(Work to complete)
Lines in the listing below that include the word "Identity" need to be copied.

(Dataset entries)

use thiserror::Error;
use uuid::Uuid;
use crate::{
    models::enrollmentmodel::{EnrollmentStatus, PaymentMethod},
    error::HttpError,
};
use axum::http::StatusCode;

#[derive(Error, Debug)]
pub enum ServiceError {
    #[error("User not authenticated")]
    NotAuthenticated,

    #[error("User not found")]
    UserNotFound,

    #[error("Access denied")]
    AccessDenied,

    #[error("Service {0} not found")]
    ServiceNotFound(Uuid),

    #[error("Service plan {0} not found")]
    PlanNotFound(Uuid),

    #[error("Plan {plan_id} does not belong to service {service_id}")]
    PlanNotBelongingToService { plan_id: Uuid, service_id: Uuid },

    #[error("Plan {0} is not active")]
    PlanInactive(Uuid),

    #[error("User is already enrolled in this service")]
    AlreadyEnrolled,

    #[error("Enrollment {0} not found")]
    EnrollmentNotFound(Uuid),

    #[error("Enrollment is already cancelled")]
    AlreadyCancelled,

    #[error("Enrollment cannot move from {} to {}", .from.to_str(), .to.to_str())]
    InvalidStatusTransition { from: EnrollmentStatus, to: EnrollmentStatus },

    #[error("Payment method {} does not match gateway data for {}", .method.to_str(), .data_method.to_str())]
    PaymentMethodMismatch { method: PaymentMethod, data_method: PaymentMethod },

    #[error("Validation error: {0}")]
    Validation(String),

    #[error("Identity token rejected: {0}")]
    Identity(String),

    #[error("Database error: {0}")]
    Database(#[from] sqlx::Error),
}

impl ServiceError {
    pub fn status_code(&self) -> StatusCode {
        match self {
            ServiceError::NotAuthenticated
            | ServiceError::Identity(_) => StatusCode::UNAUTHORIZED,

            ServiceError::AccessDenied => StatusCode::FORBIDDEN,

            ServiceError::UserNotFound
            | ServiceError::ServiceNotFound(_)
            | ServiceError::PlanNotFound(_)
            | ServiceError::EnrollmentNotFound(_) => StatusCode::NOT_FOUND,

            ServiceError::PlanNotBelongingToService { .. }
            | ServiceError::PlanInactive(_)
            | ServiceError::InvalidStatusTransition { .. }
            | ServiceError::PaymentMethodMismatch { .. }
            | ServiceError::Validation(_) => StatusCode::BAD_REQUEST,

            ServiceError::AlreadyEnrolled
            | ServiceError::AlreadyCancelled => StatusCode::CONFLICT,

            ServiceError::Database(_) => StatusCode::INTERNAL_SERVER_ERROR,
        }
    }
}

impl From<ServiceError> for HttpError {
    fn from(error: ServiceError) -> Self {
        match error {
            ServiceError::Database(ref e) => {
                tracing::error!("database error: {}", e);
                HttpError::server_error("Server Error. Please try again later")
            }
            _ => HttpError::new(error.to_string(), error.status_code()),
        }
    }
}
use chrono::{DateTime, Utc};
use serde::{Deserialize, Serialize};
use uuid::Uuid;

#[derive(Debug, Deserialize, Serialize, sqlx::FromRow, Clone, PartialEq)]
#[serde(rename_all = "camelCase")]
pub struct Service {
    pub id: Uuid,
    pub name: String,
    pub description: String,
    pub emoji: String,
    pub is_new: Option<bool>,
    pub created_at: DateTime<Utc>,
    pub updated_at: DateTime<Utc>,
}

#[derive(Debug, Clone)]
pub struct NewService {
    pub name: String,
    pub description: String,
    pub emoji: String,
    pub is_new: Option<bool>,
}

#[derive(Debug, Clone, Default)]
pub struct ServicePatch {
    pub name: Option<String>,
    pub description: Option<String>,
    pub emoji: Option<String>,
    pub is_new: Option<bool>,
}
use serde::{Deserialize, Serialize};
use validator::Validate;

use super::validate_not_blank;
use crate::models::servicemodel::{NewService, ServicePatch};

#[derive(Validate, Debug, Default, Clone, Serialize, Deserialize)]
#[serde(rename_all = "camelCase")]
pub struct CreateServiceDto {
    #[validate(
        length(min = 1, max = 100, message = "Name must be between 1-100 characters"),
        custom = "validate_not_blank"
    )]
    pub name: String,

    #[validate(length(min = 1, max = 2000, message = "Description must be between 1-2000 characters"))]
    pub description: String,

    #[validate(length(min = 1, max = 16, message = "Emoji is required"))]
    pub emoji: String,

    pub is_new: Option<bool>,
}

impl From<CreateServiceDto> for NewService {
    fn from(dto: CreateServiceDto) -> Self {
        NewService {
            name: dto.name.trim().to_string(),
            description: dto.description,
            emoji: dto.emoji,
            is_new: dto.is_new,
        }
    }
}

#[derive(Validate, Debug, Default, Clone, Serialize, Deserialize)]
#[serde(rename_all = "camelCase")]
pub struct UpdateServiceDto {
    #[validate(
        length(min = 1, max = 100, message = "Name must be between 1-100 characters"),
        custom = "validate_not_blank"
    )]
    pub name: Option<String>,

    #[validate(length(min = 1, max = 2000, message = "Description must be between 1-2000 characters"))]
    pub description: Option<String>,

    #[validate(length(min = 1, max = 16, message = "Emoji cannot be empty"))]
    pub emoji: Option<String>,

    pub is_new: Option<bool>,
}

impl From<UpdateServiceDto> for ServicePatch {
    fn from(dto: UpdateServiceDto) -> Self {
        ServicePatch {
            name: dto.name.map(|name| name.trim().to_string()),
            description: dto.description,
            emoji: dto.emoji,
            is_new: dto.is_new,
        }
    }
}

(End Dataset entries)

(Written solution)
    #[error("Identity token rejected: {0}")]
    Identity(String),
            | ServiceError::Identity(_) => StatusCode::UNAUTHORIZED,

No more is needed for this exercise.